*DATA EXCERPTS:*
· · ·

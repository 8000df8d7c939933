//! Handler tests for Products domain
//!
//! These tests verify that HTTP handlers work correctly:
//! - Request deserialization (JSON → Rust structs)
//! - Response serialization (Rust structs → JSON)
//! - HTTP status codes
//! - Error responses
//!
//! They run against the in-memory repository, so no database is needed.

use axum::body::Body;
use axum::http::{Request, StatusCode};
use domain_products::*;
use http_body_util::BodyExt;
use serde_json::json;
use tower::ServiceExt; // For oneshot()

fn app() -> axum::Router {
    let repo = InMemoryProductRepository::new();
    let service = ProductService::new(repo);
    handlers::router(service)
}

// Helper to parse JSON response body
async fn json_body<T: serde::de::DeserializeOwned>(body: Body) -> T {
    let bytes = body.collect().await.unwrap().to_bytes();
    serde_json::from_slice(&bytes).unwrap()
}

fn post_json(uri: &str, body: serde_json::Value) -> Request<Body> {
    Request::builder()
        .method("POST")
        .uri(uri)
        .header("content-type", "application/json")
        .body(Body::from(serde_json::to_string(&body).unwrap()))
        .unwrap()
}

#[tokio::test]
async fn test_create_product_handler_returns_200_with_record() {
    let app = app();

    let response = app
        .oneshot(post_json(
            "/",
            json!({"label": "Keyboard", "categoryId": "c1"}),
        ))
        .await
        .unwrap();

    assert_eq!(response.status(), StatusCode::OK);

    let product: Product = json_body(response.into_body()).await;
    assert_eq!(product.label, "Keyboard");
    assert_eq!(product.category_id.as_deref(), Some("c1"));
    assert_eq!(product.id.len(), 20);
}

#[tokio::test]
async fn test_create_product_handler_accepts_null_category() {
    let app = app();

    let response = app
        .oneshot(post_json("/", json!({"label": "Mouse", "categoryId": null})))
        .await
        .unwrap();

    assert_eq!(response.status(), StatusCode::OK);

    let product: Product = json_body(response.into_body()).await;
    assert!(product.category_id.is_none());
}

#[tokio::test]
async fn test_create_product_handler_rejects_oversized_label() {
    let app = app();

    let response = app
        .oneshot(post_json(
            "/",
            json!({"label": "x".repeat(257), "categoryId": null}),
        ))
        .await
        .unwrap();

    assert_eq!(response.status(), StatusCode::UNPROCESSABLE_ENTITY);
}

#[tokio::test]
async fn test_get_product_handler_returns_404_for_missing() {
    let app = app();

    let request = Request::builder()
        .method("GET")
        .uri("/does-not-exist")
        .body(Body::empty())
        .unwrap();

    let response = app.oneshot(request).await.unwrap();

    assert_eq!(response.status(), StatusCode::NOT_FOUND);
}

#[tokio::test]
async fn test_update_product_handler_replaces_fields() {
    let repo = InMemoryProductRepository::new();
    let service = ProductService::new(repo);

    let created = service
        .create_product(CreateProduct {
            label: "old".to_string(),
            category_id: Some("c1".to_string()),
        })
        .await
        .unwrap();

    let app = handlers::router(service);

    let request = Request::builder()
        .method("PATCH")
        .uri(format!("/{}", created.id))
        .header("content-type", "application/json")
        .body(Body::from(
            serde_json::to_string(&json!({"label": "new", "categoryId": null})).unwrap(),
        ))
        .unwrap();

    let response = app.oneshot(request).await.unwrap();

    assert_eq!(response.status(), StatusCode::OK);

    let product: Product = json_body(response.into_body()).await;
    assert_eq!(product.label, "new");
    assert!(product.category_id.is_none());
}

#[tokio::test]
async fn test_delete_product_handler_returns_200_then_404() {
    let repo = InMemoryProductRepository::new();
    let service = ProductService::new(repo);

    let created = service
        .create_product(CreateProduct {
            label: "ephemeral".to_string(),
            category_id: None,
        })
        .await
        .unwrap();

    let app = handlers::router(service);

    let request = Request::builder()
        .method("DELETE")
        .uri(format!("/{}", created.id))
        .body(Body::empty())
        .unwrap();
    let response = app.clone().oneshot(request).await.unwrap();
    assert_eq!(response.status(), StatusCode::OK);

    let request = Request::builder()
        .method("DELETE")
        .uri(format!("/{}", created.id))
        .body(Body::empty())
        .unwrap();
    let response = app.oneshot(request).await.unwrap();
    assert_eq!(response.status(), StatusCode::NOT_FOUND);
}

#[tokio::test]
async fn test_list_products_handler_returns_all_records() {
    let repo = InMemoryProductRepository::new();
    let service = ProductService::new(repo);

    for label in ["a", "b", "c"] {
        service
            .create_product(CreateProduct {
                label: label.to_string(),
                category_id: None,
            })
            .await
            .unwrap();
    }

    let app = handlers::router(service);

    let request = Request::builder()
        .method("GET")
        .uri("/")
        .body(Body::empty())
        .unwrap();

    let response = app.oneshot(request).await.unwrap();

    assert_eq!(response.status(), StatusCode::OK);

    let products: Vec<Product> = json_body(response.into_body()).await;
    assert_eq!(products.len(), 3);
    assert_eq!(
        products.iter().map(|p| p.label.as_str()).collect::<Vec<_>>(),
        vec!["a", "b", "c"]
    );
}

· · ·

*DIRECTIONS:*
Every piece of the data must be set down exactly. Omit nothing.

*RESULT OF THE TASK:*
repository 8000df8d7c939933
//! Handler tests for Products domain
//!
//! These tests verify that HTTP handlers work correctly:
//! - Request deserialization (JSON → Rust structs)
//! - Response serialization (Rust structs → JSON)
//! - HTTP status codes
//! - Error responses
//!
//! They run against the in-memory repository, so no database is needed.

use axum::body::Body;
use axum::http::{Request, StatusCode};
use domain_products::*;
use http_body_util::BodyExt;
use serde_json::json;
use tower::ServiceExt; // For oneshot()

fn app() -> axum::Router {
    let repo = InMemoryProductRepository::new();
    let service = ProductService::new(repo);
    handlers::router(service)
}

// Helper to parse JSON response body
async fn json_body<T: serde::de::DeserializeOwned>(body: Body) -> T {
    let bytes = body.collect().await.unwrap().to_bytes();
    serde_json::from_slice(&bytes).unwrap()
}

fn post_json(uri: &str, body: serde_json::Value) -> Request<Body> {
    Request::builder()
        .method("POST")
        .uri(uri)
        .header("content-type", "application/json")
        .body(Body::from(serde_json::to_string(&body).unwrap()))
        .unwrap()
}

#[tokio::test]
async fn test_create_product_handler_returns_200_with_record() {
    let app = app();

    let response = app
        .oneshot(post_json(
            "/",
            json!({"label": "Keyboard", "categoryId": "c1"}),
        ))
        .await
        .unwrap();

    assert_eq!(response.status(), StatusCode::OK);

    let product: Product = json_body(response.into_body()).await;
    assert_eq!(product.label, "Keyboard");
    assert_eq!(product.category_id.as_deref(), Some("c1"));
    assert_eq!(product.id.len(), 20);
}

#[tokio::test]
async fn test_create_product_handler_accepts_null_category() {
    let app = app();

    let response = app
        .oneshot(post_json("/", json!({"label": "Mouse", "categoryId": null})))
        .await
        .unwrap();

    assert_eq!(response.status(), StatusCode::OK);

    let product: Product = json_body(response.into_body()).await;
    assert!(product.category_id.is_none());
}

#[tokio::test]
async fn test_create_product_handler_rejects_oversized_label() {
    let app = app();

    let response = app
        .oneshot(post_json(
            "/",
            json!({"label": "x".repeat(257), "categoryId": null}),
        ))
        .await
        .unwrap();

    assert_eq!(response.status(), StatusCode::UNPROCESSABLE_ENTITY);
}

#[tokio::test]
async fn test_get_product_handler_returns_404_for_missing() {
    let app = app();

    let request = Request::builder()
        .method("GET")
        .uri("/does-not-exist")
        .body(Body::empty())
        .unwrap();

    let response = app.oneshot(request).await.unwrap();

    assert_eq!(response.status(), StatusCode::NOT_FOUND);
}

#[tokio::test]
async fn test_update_product_handler_replaces_fields() {
    let repo = InMemoryProductRepository::new();
    let service = ProductService::new(repo);

    let created = service
        .create_product(CreateProduct {
            label: "old".to_string(),
            category_id: Some("c1".to_string()),
        })
        .await
        .unwrap();

    let app = handlers::router(service);

    let request = Request::builder()
        .method("PATCH")
        .uri(format!("/{}", created.id))
        .header("content-type", "application/json")
        .body(Body::from(
            serde_json::to_string(&json!({"label": "new", "categoryId": null})).unwrap(),
        ))
        .unwrap();

    let response = app.oneshot(request).await.unwrap();

    assert_eq!(response.status(), StatusCode::OK);

    let product: Product = json_body(response.into_body()).await;
    assert_eq!(product.label, "new");
    assert!(product.category_id.is_none());
}

#[tokio::test]
async fn test_delete_product_handler_returns_200_then_404() {
    let repo = InMemoryProductRepository::new();
    let service = ProductService::new(repo);

    let created = service
        .create_product(CreateProduct {
            label: "ephemeral".to_string(),
            category_id: None,
        })
        .await
        .unwrap();

    let app = handlers::router(service);

    let request = Request::builder()
        .method("DELETE")
        .uri(format!("/{}", created.id))
        .body(Body::empty())
        .unwrap();
    let response = app.clone().oneshot(request).await.unwrap();
    assert_eq!(response.status(), StatusCode::OK);

    let request = Request::builder()
        .method("DELETE")
        .uri(format!("/{}", created.id))
        .body(Body::empty())
        .unwrap();
    let response = app.oneshot(request).await.unwrap();
    assert_eq!(response.status(), StatusCode::NOT_FOUND);
}

#[tokio::test]
async fn test_list_products_handler_returns_all_records() {
    let repo = InMemoryProductRepository::new();
    let service = ProductService::new(repo);

    for label in ["a", "b", "c"] {
        service
            .create_product(CreateProduct {
                label: label.to_string(),
                category_id: None,
            })
            .await
            .unwrap();
    }

    let app = handlers::router(service);

    let request = Request::builder()
        .method("GET")
        .uri("/")
        .body(Body::empty())
        .unwrap();

    let response = app.oneshot(request).await.unwrap();

    assert_eq!(response.status(), StatusCode::OK);

    let products: Vec<Product> = json_body(response.into_body()).await;
    assert_eq!(products.len(), 3);
    assert_eq!(
        products.iter().map(|p| p.label.as_str()).collect::<Vec<_>>(),
        vec!["a", "b", "c"]
    );
}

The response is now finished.